Of course, none of this would be an issue if I wasn’t retired. For not quite a year now I have been an altered character; my role on this earth changed dramatically: I have become an almost full-time blogger poet. If I am not writing, I am considering what I might write about; I look at my surroundings and life as a reservoir for topics. I go searching for ideas like someone who was lost their keys in a meadow; I construct and abandon lines continually; re-envisage, re-edit, reword; sometimes resurrect some old poems, repackage, rework and on it goes. With all that time, I’m posting at least every second day (and that’s a rate I’d have advised against, but now writing is the wind in my sails, and I’m keeping them full).

So I sit in this room with all its windows, looking at a sizable swathe of County Donegal and beyond. It suits me very well, this life away from the demands of others, many of which didn’t sit very well with me. Alone with my thoughts congealing on the screen, particularly now, with the pandemic raging like an invisible storm. The blog prompts me to consider my experiences in a deeper way, particularly nature which now fills my view. A consideration of my recent poems shows the extent to which nature has filled my recent life, indeed, at times almost to the point of being overgrown.
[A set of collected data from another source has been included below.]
//! # meeting-engine
//!
//! Single-day meeting availability for a group of attendees.
//!
//! Given the day's calendar events and a meeting request (duration, mandatory
//! attendees, optional attendees), the engine computes every time range in
//! which the meeting fits. Slots that suit everyone are preferred; when the
//! optional attendees' schedules leave nothing, the engine falls back to
//! slots that suit the mandatory attendees alone.
//!
//! ```rust
//! use meeting_engine::{query, Event, MeetingRequest, TimeRange};
//!
//! let events = vec![
//!     Event::new(TimeRange::from_start_end(480, 540, false), ["A"]),
//!     Event::new(TimeRange::from_start_end(570, 630, false), ["B"]),
//! ];
//! let request = MeetingRequest::new(30, ["A", "B"]);
//!
//! let free = query(&events, &request);
//! assert_eq!(free.len(), 3);
//! assert_eq!(free[1], TimeRange::from_start_end(540, 570, false));
//! ```
//!
//! ## Modules
//!
//! - [`time_range`] — `TimeRange` and the day constants
//! - [`event`] — `Event` and `MeetingRequest` inputs
//! - [`filter`] — select events by attendee
//! - [`merge`] — merge overlapping ranges into a disjoint busy set
//! - [`gaps`] — free ranges around a busy set
//! - [`query`] — the mandatory/optional availability policy
//! - [`clock`] — `HH:MM` conversion helpers
//! - [`error`] — Error types

pub mod clock;
pub mod error;
pub mod event;
pub mod filter;
pub mod gaps;
pub mod merge;
pub mod query;
pub mod time_range;

pub use clock::{format_clock, parse_clock};
pub use error::SchedulerError;
pub use event::{Event, MeetingRequest};
pub use filter::events_with_attendees;
pub use gaps::free_ranges;
pub use merge::merge_ranges;
pub use query::{busy_for, first_available, query, query_detailed, QueryReport, SlotPolicy};
pub use time_range::{TimeRange, DAY_LENGTH, END_OF_DAY, START_OF_DAY, WHOLE_DAY};
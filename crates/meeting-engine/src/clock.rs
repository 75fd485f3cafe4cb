//! Conversion between `HH:MM` clock strings and minutes since start of day.
//!
//! `"24:00"` is accepted as the exclusive end of the day (minute 1440), so a
//! range can be written as `"09:00".."24:00"`.

use chrono::{NaiveTime, Timelike};

use crate::error::{Result, SchedulerError};
use crate::time_range::DAY_LENGTH;

/// Parse `HH:MM` into minutes since start of day.
///
/// # Errors
/// Returns `SchedulerError::InvalidClock` if the string is not a valid 24-hour
/// clock time.
pub fn parse_clock(s: &str) -> Result<i32> {
    let trimmed = s.trim();
    if trimmed == "24:00" {
        return Ok(DAY_LENGTH);
    }
    let time = NaiveTime::parse_from_str(trimmed, "%H:%M")
        .map_err(|e| SchedulerError::InvalidClock(format!("{trimmed}: {e}")))?;
    // Both components are bounded by chrono (hour < 24, minute < 60).
    Ok((time.hour() * 60 + time.minute()) as i32)
}

/// Format minutes since start of day as `HH:MM`.
///
/// Minute 1440 formats as `"24:00"`.
///
/// # Errors
/// Returns `SchedulerError::OutOfDay` for negative minutes or minutes past 1440.
pub fn format_clock(minutes: i32) -> Result<String> {
    if !(0..=DAY_LENGTH).contains(&minutes) {
        return Err(SchedulerError::OutOfDay(minutes));
    }
    Ok(format!("{:02}:{:02}", minutes / 60, minutes % 60))
}
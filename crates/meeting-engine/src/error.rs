//! Error types for meeting-engine helpers.
//!
//! The availability query itself never fails. These errors only come from the
//! checked constructors and clock parsing that callers use to build inputs.

use thiserror::Error;

#[derive(Error, Debug, Clone, PartialEq, Eq)]
pub enum SchedulerError {
    #[error("Invalid clock time: {0}")]
    InvalidClock(String),

    #[error("Minute {0} lies outside the day")]
    OutOfDay(i32),

    #[error("Invalid range: start {start} is after end {end}")]
    InvalidRange { start: i32, end: i32 },
}

pub type Result<T> = std::result::Result<T, SchedulerError>;
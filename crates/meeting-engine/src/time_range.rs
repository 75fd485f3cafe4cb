//! The interval model: a half-open span of minutes within a single day.
//!
//! A `TimeRange` covers `[start, end)`. The last schedulable minute of the day
//! is [`END_OF_DAY`]; constructing with `inclusive_end = true` turns that into
//! the exclusive bound `END_OF_DAY + 1`, so [`WHOLE_DAY`] spans 1440 minutes.

use std::cmp::Ordering;
use std::fmt;

use serde::{Deserialize, Serialize};

use crate::clock::format_clock;
use crate::error::{Result, SchedulerError};

/// First minute of the day.
pub const START_OF_DAY: i32 = 0;

/// Last minute of the day (inclusive).
pub const END_OF_DAY: i32 = 24 * 60 - 1;

/// Number of minutes in the modeled day.
pub const DAY_LENGTH: i32 = END_OF_DAY - START_OF_DAY + 1;

/// The whole day, `[START_OF_DAY, END_OF_DAY]` inclusive.
pub const WHOLE_DAY: TimeRange = TimeRange {
    start: START_OF_DAY,
    end: END_OF_DAY + 1,
};

/// An immutable span of minutes, `[start, end)`.
///
/// Field order matters: the derived `Ord` sorts by start, then by end.
#[derive(Debug, Clone, Copy, PartialEq, Eq, Hash, PartialOrd, Ord, Serialize, Deserialize)]
pub struct TimeRange {
    start: i32,
    end: i32,
}

impl TimeRange {
    /// Build a range from a start minute and a length in minutes.
    pub const fn from_start_duration(start: i32, duration: i32) -> Self {
        Self {
            start,
            end: start + duration,
        }
    }

    /// Build a range from two bounds. With `inclusive_end` the `end` minute
    /// itself belongs to the range.
    ///
    /// No validation happens here; see [`TimeRange::try_from_start_end`].
    pub const fn from_start_end(start: i32, end: i32, inclusive_end: bool) -> Self {
        Self {
            start,
            end: if inclusive_end { end + 1 } else { end },
        }
    }

    /// Checked variant of [`TimeRange::from_start_end`].
    ///
    /// # Errors
    /// Returns `SchedulerError::InvalidRange` if the range would end before it
    /// starts, and `SchedulerError::OutOfDay` if either bound leaves the day.
    pub fn try_from_start_end(start: i32, end: i32, inclusive_end: bool) -> Result<Self> {
        let range = Self::from_start_end(start, end, inclusive_end);
        if range.start > range.end {
            return Err(SchedulerError::InvalidRange {
                start: range.start,
                end: range.end,
            });
        }
        if range.start < START_OF_DAY {
            return Err(SchedulerError::OutOfDay(range.start));
        }
        if range.end > WHOLE_DAY.end {
            return Err(SchedulerError::OutOfDay(range.end));
        }
        Ok(range)
    }

    pub const fn start(&self) -> i32 {
        self.start
    }

    /// Exclusive end minute.
    pub const fn end(&self) -> i32 {
        self.end
    }

    pub const fn duration(&self) -> i32 {
        self.end - self.start
    }

    /// True when both ranges share at least one minute.
    ///
    /// Ranges that only touch (`a.end == b.start`) do not overlap.
    pub fn overlaps(&self, other: &TimeRange) -> bool {
        self.start < other.end && other.start < self.end
    }

    /// True when `other` lies entirely within this range.
    pub fn contains(&self, other: &TimeRange) -> bool {
        other.start >= self.start && other.end <= self.end
    }

    /// True when `minute` falls inside `[start, end)`.
    pub fn contains_minute(&self, minute: i32) -> bool {
        self.start <= minute && minute < self.end
    }

    /// The part of this range inside [`WHOLE_DAY`], or `None` when no minute of
    /// it falls within the day.
    pub fn clip_to_day(&self) -> Option<TimeRange> {
        let start = self.start.max(WHOLE_DAY.start);
        let end = self.end.min(WHOLE_DAY.end);
        (start < end).then_some(TimeRange { start, end })
    }

    /// Ordering by end, then by start. The natural `Ord` sorts by start first.
    pub fn cmp_by_end(&self, other: &TimeRange) -> Ordering {
        self.end
            .cmp(&other.end)
            .then_with(|| self.start.cmp(&other.start))
    }
}

impl fmt::Display for TimeRange {
    fn fmt(&self, f: &mut fmt::Formatter<'_>) -> fmt::Result {
        match (format_clock(self.start), format_clock(self.end)) {
            (Ok(start), Ok(end)) => write!(f, "[{start}, {end})"),
            _ => write!(f, "[{}, {})", self.start, self.end),
        }
    }
}
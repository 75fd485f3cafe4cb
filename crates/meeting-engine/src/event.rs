//! Query inputs: calendar events and the meeting request.

use std::collections::BTreeSet;

use serde::{Deserialize, Serialize};

use crate::time_range::TimeRange;

/// An occupied interval on the calendars of a set of attendees.
#[derive(Debug, Clone, PartialEq, Eq, Serialize, Deserialize)]
pub struct Event {
    /// Display label. Never used for matching.
    #[serde(default, skip_serializing_if = "Option::is_none")]
    pub title: Option<String>,
    pub time_range: TimeRange,
    pub attendees: BTreeSet<String>,
}

impl Event {
    pub fn new<I, S>(time_range: TimeRange, attendees: I) -> Self
    where
        I: IntoIterator<Item = S>,
        S: Into<String>,
    {
        Self {
            title: None,
            time_range,
            attendees: attendees.into_iter().map(Into::into).collect(),
        }
    }

    pub fn with_title(mut self, title: impl Into<String>) -> Self {
        self.title = Some(title.into());
        self
    }
}

/// A request to find room for a meeting of `duration` minutes.
///
/// An attendee listed as both mandatory and optional is treated as mandatory.
/// `duration` is not validated; a non-positive value makes every gap fit.
#[derive(Debug, Clone, PartialEq, Eq, Serialize, Deserialize)]
pub struct MeetingRequest {
    pub duration: i64,
    #[serde(default)]
    pub mandatory: BTreeSet<String>,
    #[serde(default)]
    pub optional: BTreeSet<String>,
}

impl MeetingRequest {
    pub fn new<I, S>(duration: i64, mandatory: I) -> Self
    where
        I: IntoIterator<Item = S>,
        S: Into<String>,
    {
        Self {
            duration,
            mandatory: mandatory.into_iter().map(Into::into).collect(),
            optional: BTreeSet::new(),
        }
    }

    pub fn with_optional<I, S>(mut self, optional: I) -> Self
    where
        I: IntoIterator<Item = S>,
        S: Into<String>,
    {
        self.optional.extend(optional.into_iter().map(Into::into));
        self
    }

    pub fn add_optional_attendee(&mut self, attendee: impl Into<String>) {
        self.optional.insert(attendee.into());
    }
}
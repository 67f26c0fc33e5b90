/// Teacher application endpoints
///
/// - `POST /v1/applications` - Apply for teaching rights (one pending at a
///   time)
/// - `GET /v1/applications` - Caller's applications
/// - `GET /v1/admin/applications` - Admin list, filter `status`
/// - `POST /v1/admin/applications/:id/review` - Admin approves (grants the
///   `teacher` role) or rejects; the applicant is notified either way

use crate::{
    app::AppState,
    error::{ApiError, ApiResult},
    routes::{non_blank, Pagination},
};
use axum::{
    extract::{Path, Query, State},
    http::StatusCode,
    Extension, Json,
};
use peerlearn_shared::{
    auth::{authorization::require_current_role, middleware::AuthContext},
    models::{
        notification::{CreateNotification, NotificationKind},
        role::{AppRole, UserRole},
        teacher_application::{ApplicationStatus, CreateApplication, TeacherApplication},
    },
    notify,
};
use serde::Deserialize;
use tracing::info;
use uuid::Uuid;
use validator::Validate;

#[derive(Debug, Deserialize, Validate)]
pub struct SubmitApplicationRequest {
    #[validate(length(min = 20, max = 5000, message = "Bio must be 20-5000 characters"))]
    pub bio: String,

    #[validate(length(
        min = 10,
        max = 5000,
        message = "Qualifications must be 10-5000 characters"
    ))]
    pub qualifications: String,

    #[validate(length(min = 1, max = 20, message = "List 1-20 subjects"))]
    pub subjects: Vec<String>,

    pub document_url: Option<String>,
}

#[derive(Debug, Default, Deserialize)]
pub struct ApplicationQuery {
    pub status: Option<ApplicationStatus>,
    pub limit: Option<i64>,
    pub offset: Option<i64>,
}

#[derive(Debug, Deserialize, Validate)]
pub struct ReviewApplicationRequest {
    pub decision: ApplicationStatus,

    #[validate(length(max = 2000, message = "Notes must be at most 2000 characters"))]
    pub notes: Option<String>,
}

pub async fn submit_application(
    State(state): State<AppState>,
    Extension(auth): Extension<AuthContext>,
    Json(req): Json<SubmitApplicationRequest>,
) -> ApiResult<(StatusCode, Json<TeacherApplication>)> {
    req.validate()?;

    if auth.has_role(AppRole::Teacher) {
        return Err(ApiError::Conflict("You are already a teacher".to_string()));
    }

    let subjects: Vec<String> = req
        .subjects
        .into_iter()
        .map(|s| s.trim().to_string())
        .filter(|s| !s.is_empty())
        .collect();
    if subjects.is_empty() {
        return Err(ApiError::invalid_field("subjects", "List at least one subject"));
    }

    let application = TeacherApplication::create(
        &state.db,
        CreateApplication {
            user_id: auth.user_id,
            bio: req.bio.trim().to_string(),
            qualifications: req.qualifications.trim().to_string(),
            subjects,
            document_url: non_blank(req.document_url),
        },
    )
    .await?;

    info!(application_id = %application.id, user_id = %auth.user_id, "Teacher application submitted");
    Ok((StatusCode::CREATED, Json(application)))
}

pub async fn list_my_applications(
    State(state): State<AppState>,
    Extension(auth): Extension<AuthContext>,
) -> ApiResult<Json<Vec<TeacherApplication>>> {
    Ok(Json(
        TeacherApplication::list_for_user(&state.db, auth.user_id).await?,
    ))
}

pub async fn list_applications(
    State(state): State<AppState>,
    Extension(auth): Extension<AuthContext>,
    Query(query): Query<ApplicationQuery>,
) -> ApiResult<Json<Vec<TeacherApplication>>> {
    require_current_role(&state.db, auth.user_id, AppRole::Admin).await?;
    let page = Pagination {
        limit: query.limit,
        offset: query.offset,
    };

    Ok(Json(
        TeacherApplication::list(&state.db, query.status, page.limit(), page.offset()).await?,
    ))
}

/// Decide on a pending application
///
/// # Errors
///
/// - `400 Bad Request`: Decision is `pending`
/// - `404 Not Found`: Unknown application
/// - `409 Conflict`: Already reviewed
pub async fn review_application(
    State(state): State<AppState>,
    Extension(auth): Extension<AuthContext>,
    Path(id): Path<Uuid>,
    Json(req): Json<ReviewApplicationRequest>,
) -> ApiResult<Json<TeacherApplication>> {
    require_current_role(&state.db, auth.user_id, AppRole::Admin).await?;
    req.validate()?;

    if req.decision == ApplicationStatus::Pending {
        return Err(ApiError::invalid_field(
            "decision",
            "Decision must be approved or rejected",
        ));
    }

    let existing = TeacherApplication::find_by_id(&state.db, id)
        .await?
        .ok_or_else(|| ApiError::NotFound("Application not found".to_string()))?;
    if existing.status != ApplicationStatus::Pending {
        return Err(ApiError::Conflict(format!(
            "Application was already {}",
            existing.status.as_str()
        )));
    }

    let mut tx = state.db.begin().await?;
    let reviewed = TeacherApplication::review(
        &mut *tx,
        id,
        auth.user_id,
        req.decision,
        non_blank(req.notes),
    )
    .await?
    .ok_or_else(|| ApiError::Conflict("Application was already reviewed".to_string()))?;

    if reviewed.status == ApplicationStatus::Approved {
        UserRole::grant(&mut *tx, reviewed.user_id, AppRole::Teacher).await?;
    }
    tx.commit().await?;

    info!(
        application_id = %id,
        user_id = %reviewed.user_id,
        decision = reviewed.status.as_str(),
        reviewer = %auth.user_id,
        "Teacher application reviewed"
    );

    let title = match reviewed.status {
        ApplicationStatus::Approved => "Your teacher application was approved",
        _ => "Your teacher application was not approved",
    };
    let mut notification =
        CreateNotification::new(reviewed.user_id, NotificationKind::ApplicationReviewed, title)
            .with_link("/applications");
    if let Some(notes) = &reviewed.review_notes {
        notification = notification.with_body(notes.clone());
    }
    notify::notify_logged(&state.db, &state.hub, notification).await;

    Ok(Json(reviewed))
}

#[cfg(test)]
mod tests {
    use super::*;

    #[test]
    fn test_review_request_parses_decision() {
        let req: ReviewApplicationRequest =
            serde_json::from_str(r#"{"decision": "rejected", "notes": "Missing transcript"}"#)
                .unwrap();
        assert_eq!(req.decision, ApplicationStatus::Rejected);
        assert!(req.validate().is_ok());
    }

    #[test]
    fn test_submit_requires_subjects() {
        let req = SubmitApplicationRequest {
            bio: "I have tutored calculus for three years.".to_string(),
            qualifications: "BSc Mathematics".to_string(),
            subjects: vec![],
            document_url: None,
        };
        assert!(req.validate().is_err());
    }
}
Chunks of time spent in my own company, even without the restrictions due to covid, are, of course, necessary for  this writing. That’s the way it must be for poetry, a shortage of direct acclaim that explains why many poets crave live performance. I mention it because, in the grand spaces of time I now have, I would welcome feedback, comments and opinions; I would like other people's reactions to what I've written or how others might have reacted to the same sights and happenings. For me by the window, your comments might be a source of ideas and encouragement, an education in alternative views i.e. a widening of my perspective, and of course company.